Section 09.10.055 applies to "causes of action accruing on or after August 7, 1997." See Alaska Stat. § 09.10.055 (editor's notes) (emphasis added). The Gilcreases argue their claims accrued in 1974 and 1980 when Mr. Gilcrease was exposed to asbestos, and consequently, the repose statute does not apply. However, Alaska, like Texas, applies the discovery rule. As such, the Gilcreases' claims did not "accrue" until they knew or reasonably should have known of the injury. See Pedersen v. Zelski, 822 P.2d 903, 906-08 (Alaska 1991) (stating "[o]rdinarily, a personal injury action 'accrues' when the plaintiff is injured. . . . Under the discovery rule, the cause of action accrues when the plaintiff has information sufficient to alert a reasonable person to the fact that he has a potential cause of action"). The Alaska Supreme Court reaffirmed its Pedersen holding in 2001 by providing the following scenario:
The [exposure] giving rise to this lawsuit occurred between September 11 and 16, 1990. Sopko did not file suit until April 11, 1996. The applicable limitations period, defined by AS 09.10.070, is two years. The discovery rule bars Sopko's claim unless his cause of action "accrued" on or after April 11, 1994. Under the terms of the discovery rule, Sopko's claim accrued before this date if Sopko discovered, or reasonably should have discovered, the existence of all of the elements of his cause of action before April 11, 1994.
Sopko v.
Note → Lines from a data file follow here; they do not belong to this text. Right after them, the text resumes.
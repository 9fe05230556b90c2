use sea_orm::entity::prelude::*;
use serde::{Deserialize, Serialize};

#[derive(Clone, Debug, PartialEq, Eq, DeriveEntityModel, Serialize, Deserialize)]
#[sea_orm(table_name = "score_cards")]
pub struct Model {
    #[sea_orm(primary_key, auto_increment = false)]
    pub name: String,
    #[sea_orm(column_name = "hole_one")]
    pub hole_one: i32,
    #[sea_orm(column_name = "hole_two")]
    pub hole_two: i32,
    #[sea_orm(column_name = "hole_three")]
    pub hole_three: i32,
    #[sea_orm(column_name = "hole_four")]
    pub hole_four: i32,
    #[sea_orm(column_name = "hole_five")]
    pub hole_five: i32,
    #[sea_orm(column_name = "hole_six")]
    pub hole_six: i32,
    #[sea_orm(column_name = "hole_seven")]
    pub hole_seven: i32,
    #[sea_orm(column_name = "hole_eight")]
    pub hole_eight: i32,
    #[sea_orm(column_name = "hole_nine")]
    pub hole_nine: i32,
    /// Total across the nine holes
    pub score: i32,
}

impl Model {
    pub fn holes(&self) -> [i32; 9] {
        [
            self.hole_one,
            self.hole_two,
            self.hole_three,
            self.hole_four,
            self.hole_five,
            self.hole_six,
            self.hole_seven,
            self.hole_eight,
            self.hole_nine,
        ]
    }
}

#[derive(Copy, Clone, Debug, EnumIter, DeriveRelation)]
pub enum Relation {}

impl ActiveModelBehavior for ActiveModel {}
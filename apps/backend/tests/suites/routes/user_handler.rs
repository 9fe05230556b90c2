use actix_web::http::header::{AUTHORIZATION, CONTENT_TYPE, WWW_AUTHENTICATE};
use actix_web::http::StatusCode;
use actix_web::test;
use backend_test_support::problem_details::assert_problem_details_from_service_response;

use crate::common::read_text;
use crate::support::auth::{bearer, expired_bearer, foreign_bearer};
use crate::support::{create_test_app, memory_state};

fn get_user(auth: Option<String>) -> actix_http::Request {
    let mut req = test::TestRequest::get().uri("/user");
    if let Some(value) = auth {
        req = req.insert_header((AUTHORIZATION, value));
    }
    req.to_request()
}

#[actix_web::test]
async fn returns_display_name_as_text() {
    let app = create_test_app(memory_state().await)
        .with_prod_routes()
        .build()
        .await;

    let resp = test::call_service(&app, get_user(Some(bearer("auth0|1", Some("Alice"))))).await;
    assert_eq!(resp.status(), StatusCode::OK);
    let content_type = resp.headers().get(CONTENT_TYPE).unwrap().to_str().unwrap();
    assert!(content_type.starts_with("text/plain"));
    assert_eq!(read_text(resp).await, "Alice");
}

#[actix_web::test]
async fn falls_back_to_subject_without_name() {
    let app = create_test_app(memory_state().await)
        .with_prod_routes()
        .build()
        .await;

    let resp = test::call_service(&app, get_user(Some(bearer("auth0|2", None)))).await;
    assert_eq!(read_text(resp).await, "auth0|2");
}

#[actix_web::test]
async fn rejects_bad_credentials() {
    let app = create_test_app(memory_state().await)
        .with_prod_routes()
        .build()
        .await;

    let cases = [
        (None, "UNAUTHORIZED_MISSING_BEARER"),
        (Some("Token abc".to_string()), "UNAUTHORIZED_MISSING_BEARER"),
        (Some("Bearer not.a.jwt".to_string()), "UNAUTHORIZED_INVALID_JWT"),
        (Some(foreign_bearer("auth0|3")), "UNAUTHORIZED_INVALID_JWT"),
        (Some(expired_bearer("auth0|4")), "UNAUTHORIZED_EXPIRED_JWT"),
    ];

    for (auth, code) in cases {
        let resp = test::call_service(&app, get_user(auth)).await;
        assert_eq!(
            resp.headers().get(WWW_AUTHENTICATE).unwrap(),
            "Bearer",
            "{code}"
        );
        assert_problem_details_from_service_response(resp, StatusCode::UNAUTHORIZED, code, None)
            .await;
    }
}
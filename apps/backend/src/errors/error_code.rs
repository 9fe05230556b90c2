//! Error codes for the pub golf API.
//!
//! Add new codes here; never pass ad-hoc strings as error codes.
//! Every code is SCREAMING_SNAKE_CASE and maps 1:1 to the string that
//! appears in HTTP responses.

use core::fmt;

/// Centralized error codes for the pub golf API.
#[derive(Debug, Clone, Copy, PartialEq, Eq, Hash)]
pub enum ErrorCode {
    // Authentication
    /// Missing or malformed Bearer token
    UnauthorizedMissingBearer,
    /// Invalid JWT token
    UnauthorizedInvalidJwt,
    /// JWT token has expired
    UnauthorizedExpiredJwt,

    // Request Validation
    /// Player name fails the naming rule
    InvalidPlayerName,
    /// Hole number outside 1..=9
    InvalidHole,
    /// Score outside the configured bound
    InvalidScore,
    /// Malformed request (unparseable query, wrong types)
    BadRequest,

    // Resource Not Found
    /// General not found error
    NotFound,

    // Conflicts
    /// A score card already exists for this name
    PlayerExists,
    /// Unique constraint violation
    UniqueViolation,

    // System Errors
    /// Database error
    DbError,
    /// Database unavailable
    DbUnavailable,
    /// Database timeout
    DbTimeout,
    /// Internal server error
    Internal,
    /// Configuration error
    ConfigError,
}

impl ErrorCode {
    /// Returns the canonical SCREAMING_SNAKE_CASE string for this error code.
    pub const fn as_str(&self) -> &'static str {
        match self {
            Self::UnauthorizedMissingBearer => "UNAUTHORIZED_MISSING_BEARER",
            Self::UnauthorizedInvalidJwt => "UNAUTHORIZED_INVALID_JWT",
            Self::UnauthorizedExpiredJwt => "UNAUTHORIZED_EXPIRED_JWT",

            Self::InvalidPlayerName => "INVALID_PLAYER_NAME",
            Self::InvalidHole => "INVALID_HOLE",
            Self::InvalidScore => "INVALID_SCORE",
            Self::BadRequest => "BAD_REQUEST",

            Self::NotFound => "NOT_FOUND",

            Self::PlayerExists => "PLAYER_EXISTS",
            Self::UniqueViolation => "UNIQUE_VIOLATION",

            Self::DbError => "DB_ERROR",
            Self::DbUnavailable => "DB_UNAVAILABLE",
            Self::DbTimeout => "DB_TIMEOUT",
            Self::Internal => "INTERNAL",
            Self::ConfigError => "CONFIG_ERROR",
        }
    }
}

impl fmt::Display for ErrorCode {
    fn fmt(&self, f: &mut fmt::Formatter<'_>) -> fmt::Result {
        write!(f, "{}", self.as_str())
    }
}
Dowell Schlumberger, Inc., 21 P.3d 1265, 1270 (Alaska 2001). We hold the Gilcreases' claims are governed by section 09.10.055.
The Gilcreases also argue their claims fall within section 09.10.055's exception for "prolonged exposure to hazardous waste" or, alternatively, within the tolling provision premised upon the presence of "foreign bodies." (5)
The Gilcreases argue that because asbestos is "inherently dangerous to humans," it is governed by section 09.10.055's exception for "prolonged exposure to hazardous waste." (6) We disagree with the Gilcreases' characterization of asbestos. Although section 09.10.055 does not define "hazardous waste," the section's legislative history suggests the term refers to solid wastes, as opposed to air contaminants, like asbestos:
Representative Ethan Berkowitz asked whether hazardous waste had a legal definition or was addressed by a body of law.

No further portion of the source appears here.